=== Data in this exercise ===
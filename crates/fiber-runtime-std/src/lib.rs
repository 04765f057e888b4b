//! Standard runtime services backed by Rust's `std` library.
//!
//! This crate provides concrete implementations of the platform
//! abstraction traits defined in `fiber-core`. Embeddings construct a
//! [`StdRuntime`], build their [`Reconciler`] from it and drive the work
//! loop with [`IdleDeadline`] slices whenever a continuation is requested.

use std::fmt;
use std::sync::atomic::{AtomicBool, Ordering};
use std::sync::{Arc, RwLock};
use std::time::{Duration, Instant};

use fiber_core::{
    Clock, CommitStats, Deadline, FiberError, Host, Reconciler, Runtime, RuntimeHandle,
    RuntimeScheduler, WorkStatus,
};
use log::{error, trace};

type Waker = Arc<dyn Fn() + Send + Sync + 'static>;

/// Scheduler that records continuation requests and optionally wakes the
/// embedding's event loop.
pub struct StdScheduler {
    continuation_requested: AtomicBool,
    waker: RwLock<Option<Waker>>,
}

impl StdScheduler {
    pub fn new() -> Self {
        Self {
            continuation_requested: AtomicBool::new(false),
            waker: RwLock::new(None),
        }
    }

    /// Returns whether a continuation has been requested since the last call.
    pub fn take_continuation_request(&self) -> bool {
        self.continuation_requested.swap(false, Ordering::SeqCst)
    }

    /// Registers a waker invoked whenever the reconciler asks for another slice.
    pub fn set_waker(&self, waker: impl Fn() + Send + Sync + 'static) {
        match self.waker.write() {
            Ok(mut slot) => *slot = Some(Arc::new(waker)),
            Err(poisoned) => *poisoned.into_inner() = Some(Arc::new(waker)),
        }
    }

    pub fn clear_waker(&self) {
        match self.waker.write() {
            Ok(mut slot) => *slot = None,
            Err(poisoned) => *poisoned.into_inner() = None,
        }
    }

    fn wake(&self) {
        let waker = match self.waker.read() {
            Ok(slot) => slot.clone(),
            Err(poisoned) => poisoned.into_inner().clone(),
        };
        if let Some(waker) = waker {
            waker();
        }
    }
}

impl Default for StdScheduler {
    fn default() -> Self {
        Self::new()
    }
}

impl fmt::Debug for StdScheduler {
    fn fmt(&self, f: &mut fmt::Formatter<'_>) -> fmt::Result {
        f.debug_struct("StdScheduler")
            .field(
                "continuation_requested",
                &self.continuation_requested.load(Ordering::SeqCst),
            )
            .finish()
    }
}

impl RuntimeScheduler for StdScheduler {
    fn request_continuation(&self) {
        self.continuation_requested.store(true, Ordering::SeqCst);
        self.wake();
    }
}

/// Clock implementation backed by [`std::time`].
#[derive(Debug, Default, Clone, Copy)]
pub struct StdClock;

impl Clock for StdClock {
    type Instant = Instant;

    fn now(&self) -> Self::Instant {
        Instant::now()
    }

    fn elapsed(&self, since: Self::Instant) -> Duration {
        since.elapsed()
    }
}

/// Time budget for one cooperative slice, measured with a [`Clock`].
#[derive(Debug, Clone, Copy)]
pub struct IdleDeadline<C: Clock = StdClock> {
    clock: C,
    start: C::Instant,
    budget: Duration,
}

impl<C: Clock> IdleDeadline<C> {
    /// Starts a slice of `budget` at the clock's current instant.
    pub fn new(clock: C, budget: Duration) -> Self {
        let start = clock.now();
        Self {
            clock,
            start,
            budget,
        }
    }

    pub fn budget(&self) -> Duration {
        self.budget
    }
}

impl<C: Clock> Deadline for IdleDeadline<C> {
    fn time_remaining(&self) -> Duration {
        self.budget.saturating_sub(self.clock.elapsed(self.start))
    }
}

/// Convenience container bundling the standard scheduler and clock.
#[derive(Clone)]
pub struct StdRuntime {
    scheduler: Arc<StdScheduler>,
    clock: Arc<StdClock>,
    runtime: Runtime,
}

impl StdRuntime {
    /// Creates a new standard runtime instance.
    pub fn new() -> Self {
        let scheduler = Arc::new(StdScheduler::default());
        let runtime = Runtime::new(scheduler.clone());
        Self {
            scheduler,
            clock: Arc::new(StdClock),
            runtime,
        }
    }

    /// Builds a reconciler over `host` that reports continuations to this runtime.
    pub fn reconciler<H: Host>(&self, host: H) -> Reconciler<H> {
        Reconciler::with_runtime(host, self.runtime.clone())
    }

    pub fn runtime(&self) -> Runtime {
        self.runtime.clone()
    }

    pub fn runtime_handle(&self) -> RuntimeHandle {
        self.runtime.handle()
    }

    pub fn scheduler(&self) -> Arc<StdScheduler> {
        Arc::clone(&self.scheduler)
    }

    pub fn clock(&self) -> Arc<StdClock> {
        Arc::clone(&self.clock)
    }

    /// Starts a slice of `budget` measured with this runtime's clock.
    pub fn idle_deadline(&self, budget: Duration) -> IdleDeadline {
        IdleDeadline::new(*self.clock, budget)
    }

    /// Returns whether a continuation was requested since the last poll.
    pub fn take_continuation_request(&self) -> bool {
        self.scheduler.take_continuation_request()
    }

    /// Registers a waker to be called when the reconciler asks for another slice.
    pub fn set_waker(&self, waker: impl Fn() + Send + Sync + 'static) {
        self.scheduler.set_waker(waker);
    }

    /// Clears any previously registered waker.
    pub fn clear_waker(&self) {
        self.scheduler.clear_waker();
    }

    /// Runs one slice of `budget` if a continuation is pending.
    pub fn run_slice<H: Host>(
        &self,
        reconciler: &mut Reconciler<H>,
        budget: Duration,
    ) -> Result<WorkStatus, FiberError> {
        if !self.take_continuation_request() && !reconciler.has_pending_work() {
            return Ok(WorkStatus::Idle);
        }
        let status = reconciler.work_loop(&self.idle_deadline(budget));
        if let Err(err) = &status {
            error!("reconciler slice failed: {err}");
        }
        status
    }

    /// Pumps slices of `budget` until the reconciler is idle, returning the
    /// stats of every commit made along the way.
    pub fn run_until_idle<H: Host>(
        &self,
        reconciler: &mut Reconciler<H>,
        budget: Duration,
    ) -> Result<Vec<CommitStats>, FiberError> {
        let mut commits = Vec::new();
        let mut slices = 0usize;
        loop {
            match self.run_slice(reconciler, budget)? {
                WorkStatus::Idle => break,
                WorkStatus::Yielded => {}
                WorkStatus::Committed(stats) => commits.push(stats),
            }
            slices += 1;
        }
        trace!("reconciler idle after {slices} slices, {} commits", commits.len());
        Ok(commits)
    }
}

impl fmt::Debug for StdRuntime {
    fn fmt(&self, f: &mut fmt::Formatter<'_>) -> fmt::Result {
        f.debug_struct("StdRuntime")
            .field("scheduler", &self.scheduler)
            .field("clock", &self.clock)
            .finish()
    }
}

impl Default for StdRuntime {
    fn default() -> Self {
        Self::new()
    }
}
//! Platform abstraction traits for reconciler runtime services.
//!
//! These traits let the embedding decide how cooperative slices are
//! obtained (idle callback, timer, dedicated thread with a queue) without
//! the core depending on any particular primitive.

use std::time::Duration;

/// Requests further work loop slices from the host.
///
/// Implementations must be safe to use from multiple threads.
pub trait RuntimeScheduler: Send + Sync {
    /// Ask the host to call the work loop again on a later slice.
    fn request_continuation(&self);
}

/// Provides timing information for deadline implementations.
pub trait Clock: Send + Sync {
    /// Instant type produced by this clock implementation.
    type Instant: Copy + Send + Sync;

    /// Returns the current instant.
    fn now(&self) -> Self::Instant;

    /// Returns the time elapsed since `since`.
    fn elapsed(&self, since: Self::Instant) -> Duration;
}

/// Remaining-time signal for the current cooperative slice.
pub trait Deadline {
    fn time_remaining(&self) -> Duration;
}

impl<F> Deadline for F
where
    F: Fn() -> Duration,
{
    fn time_remaining(&self) -> Duration {
        self()
    }
}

=== Prompt ===
A word-for-word copy of all the material is the required answer.

=== Answer to this exercise ===
filename crates/fiber-runtime-std/src/lib.rs
repository 04765f057e888b4b
//! Standard runtime services backed by Rust's `std` library.
//!
//! This crate provides concrete implementations of the platform
//! abstraction traits defined in `fiber-core`. Embeddings construct a
//! [`StdRuntime`], build their [`Reconciler`] from it and drive the work
//! loop with [`IdleDeadline`] slices whenever a continuation is requested.

use std::fmt;
use std::sync::atomic::{AtomicBool, Ordering};
use std::sync::{Arc, RwLock};
use std::time::{Duration, Instant};

use fiber_core::{
    Clock, CommitStats, Deadline, FiberError, Host, Reconciler, Runtime, RuntimeHandle,
    RuntimeScheduler, WorkStatus,
};
use log::{error, trace};

type Waker = Arc<dyn Fn() + Send + Sync + 'static>;

/// Scheduler that records continuation requests and optionally wakes the
/// embedding's event loop.
pub struct StdScheduler {
    continuation_requested: AtomicBool,
    waker: RwLock<Option<Waker>>,
}

impl StdScheduler {
    pub fn new() -> Self {
        Self {
            continuation_requested: AtomicBool::new(false),
            waker: RwLock::new(None),
        }
    }

    /// Returns whether a continuation has been requested since the last call.
    pub fn take_continuation_request(&self) -> bool {
        self.continuation_requested.swap(false, Ordering::SeqCst)
    }

    /// Registers a waker invoked whenever the reconciler asks for another slice.
    pub fn set_waker(&self, waker: impl Fn() + Send + Sync + 'static) {
        match self.waker.write() {
            Ok(mut slot) => *slot = Some(Arc::new(waker)),
            Err(poisoned) => *poisoned.into_inner() = Some(Arc::new(waker)),
        }
    }

    pub fn clear_waker(&self) {
        match self.waker.write() {
            Ok(mut slot) => *slot = None,
            Err(poisoned) => *poisoned.into_inner() = None,
        }
    }

    fn wake(&self) {
        let waker = match self.waker.read() {
            Ok(slot) => slot.clone(),
            Err(poisoned) => poisoned.into_inner().clone(),
        };
        if let Some(waker) = waker {
            waker();
        }
    }
}

impl Default for StdScheduler {
    fn default() -> Self {
        Self::new()
    }
}

impl fmt::Debug for StdScheduler {
    fn fmt(&self, f: &mut fmt::Formatter<'_>) -> fmt::Result {
        f.debug_struct("StdScheduler")
            .field(
                "continuation_requested",
                &self.continuation_requested.load(Ordering::SeqCst),
            )
            .finish()
    }
}

impl RuntimeScheduler for StdScheduler {
    fn request_continuation(&self) {
        self.continuation_requested.store(true, Ordering::SeqCst);
        self.wake();
    }
}

/// Clock implementation backed by [`std::time`].
#[derive(Debug, Default, Clone, Copy)]
pub struct StdClock;

impl Clock for StdClock {
    type Instant = Instant;

    fn now(&self) -> Self::Instant {
        Instant::now()
    }

    fn elapsed(&self, since: Self::Instant) -> Duration {
        since.elapsed()
    }
}

/// Time budget for one cooperative slice, measured with a [`Clock`].
#[derive(Debug, Clone, Copy)]
pub struct IdleDeadline<C: Clock = StdClock> {
    clock: C,
    start: C::Instant,
    budget: Duration,
}

impl<C: Clock> IdleDeadline<C> {
    /// Starts a slice of `budget` at the clock's current instant.
    pub fn new(clock: C, budget: Duration) -> Self {
        let start = clock.now();
        Self {
            clock,
            start,
            budget,
        }
    }

    pub fn budget(&self) -> Duration {
        self.budget
    }
}

impl<C: Clock> Deadline for IdleDeadline<C> {
    fn time_remaining(&self) -> Duration {
        self.budget.saturating_sub(self.clock.elapsed(self.start))
    }
}

/// Convenience container bundling the standard scheduler and clock.
#[derive(Clone)]
pub struct StdRuntime {
    scheduler: Arc<StdScheduler>,
    clock: Arc<StdClock>,
    runtime: Runtime,
}

impl StdRuntime {
    /// Creates a new standard runtime instance.
    pub fn new() -> Self {
        let scheduler = Arc::new(StdScheduler::default());
        let runtime = Runtime::new(scheduler.clone());
        Self {
            scheduler,
            clock: Arc::new(StdClock),
            runtime,
        }
    }

    /// Builds a reconciler over `host` that reports continuations to this runtime.
    pub fn reconciler<H: Host>(&self, host: H) -> Reconciler<H> {
        Reconciler::with_runtime(host, self.runtime.clone())
    }

    pub fn runtime(&self) -> Runtime {
        self.runtime.clone()
    }

    pub fn runtime_handle(&self) -> RuntimeHandle {
        self.runtime.handle()
    }

    pub fn scheduler(&self) -> Arc<StdScheduler> {
        Arc::clone(&self.scheduler)
    }

    pub fn clock(&self) -> Arc<StdClock> {
        Arc::clone(&self.clock)
    }

    /// Starts a slice of `budget` measured with this runtime's clock.
    pub fn idle_deadline(&self, budget: Duration) -> IdleDeadline {
        IdleDeadline::new(*self.clock, budget)
    }

    /// Returns whether a continuation was requested since the last poll.
    pub fn take_continuation_request(&self) -> bool {
        self.scheduler.take_continuation_request()
    }

    /// Registers a waker to be called when the reconciler asks for another slice.
    pub fn set_waker(&self, waker: impl Fn() + Send + Sync + 'static) {
        self.scheduler.set_waker(waker);
    }

    /// Clears any previously registered waker.
    pub fn clear_waker(&self) {
        self.scheduler.clear_waker();
    }

    /// Runs one slice of `budget` if a continuation is pending.
    pub fn run_slice<H: Host>(
        &self,
        reconciler: &mut Reconciler<H>,
        budget: Duration,
    ) -> Result<WorkStatus, FiberError> {
        if !self.take_continuation_request() && !reconciler.has_pending_work() {
            return Ok(WorkStatus::Idle);
        }
        let status = reconciler.work_loop(&self.idle_deadline(budget));
        if let Err(err) = &status {
            error!("reconciler slice failed: {err}");
        }
        status
    }

    /// Pumps slices of `budget` until the reconciler is idle, returning the
    /// stats of every commit made along the way.
    pub fn run_until_idle<H: Host>(
        &self,
        reconciler: &mut Reconciler<H>,
        budget: Duration,
    ) -> Result<Vec<CommitStats>, FiberError> {
        let mut commits = Vec::new();
        let mut slices = 0usize;
        loop {
            match self.run_slice(reconciler, budget)? {
                WorkStatus::Idle => break,
                WorkStatus::Yielded => {}
                WorkStatus::Committed(stats) => commits.push(stats),
            }
            slices += 1;
        }
        trace!("reconciler idle after {slices} slices, {} commits", commits.len());
        Ok(commits)
    }
}

impl fmt::Debug for StdRuntime {
    fn fmt(&self, f: &mut fmt::Formatter<'_>) -> fmt::Result {
        f.debug_struct("StdRuntime")
            .field("scheduler", &self.scheduler)
            .field("clock", &self.clock)
            .finish()
    }
}

impl Default for StdRuntime {
    fn default() -> Self {
        Self::new()
    }
}
//! Platform abstraction traits for reconciler runtime services.
//!
//! These traits let the embedding decide how cooperative slices are
//! obtained (idle callback, timer, dedicated thread with a queue) without
//! the core depending on any particular primitive.

use std::time::Duration;

/// Requests further work loop slices from the host.
///
/// Implementations must be safe to use from multiple threads.
pub trait RuntimeScheduler: Send + Sync {
    /// Ask the host to call the work loop again on a later slice.
    fn request_continuation(&self);
}

/// Provides timing information for deadline implementations.
pub trait Clock: Send + Sync {
    /// Instant type produced by this clock implementation.
    type Instant: Copy + Send + Sync;

    /// Returns the current instant.
    fn now(&self) -> Self::Instant;

    /// Returns the time elapsed since `since`.
    fn elapsed(&self, since: Self::Instant) -> Duration;
}

/// Remaining-time signal for the current cooperative slice.
pub trait Deadline {
    fn time_remaining(&self) -> Duration;
}

impl<F> Deadline for F
where
    F: Fn() -> Duration,
{
    fn time_remaining(&self) -> Duration {
        self()
    }
}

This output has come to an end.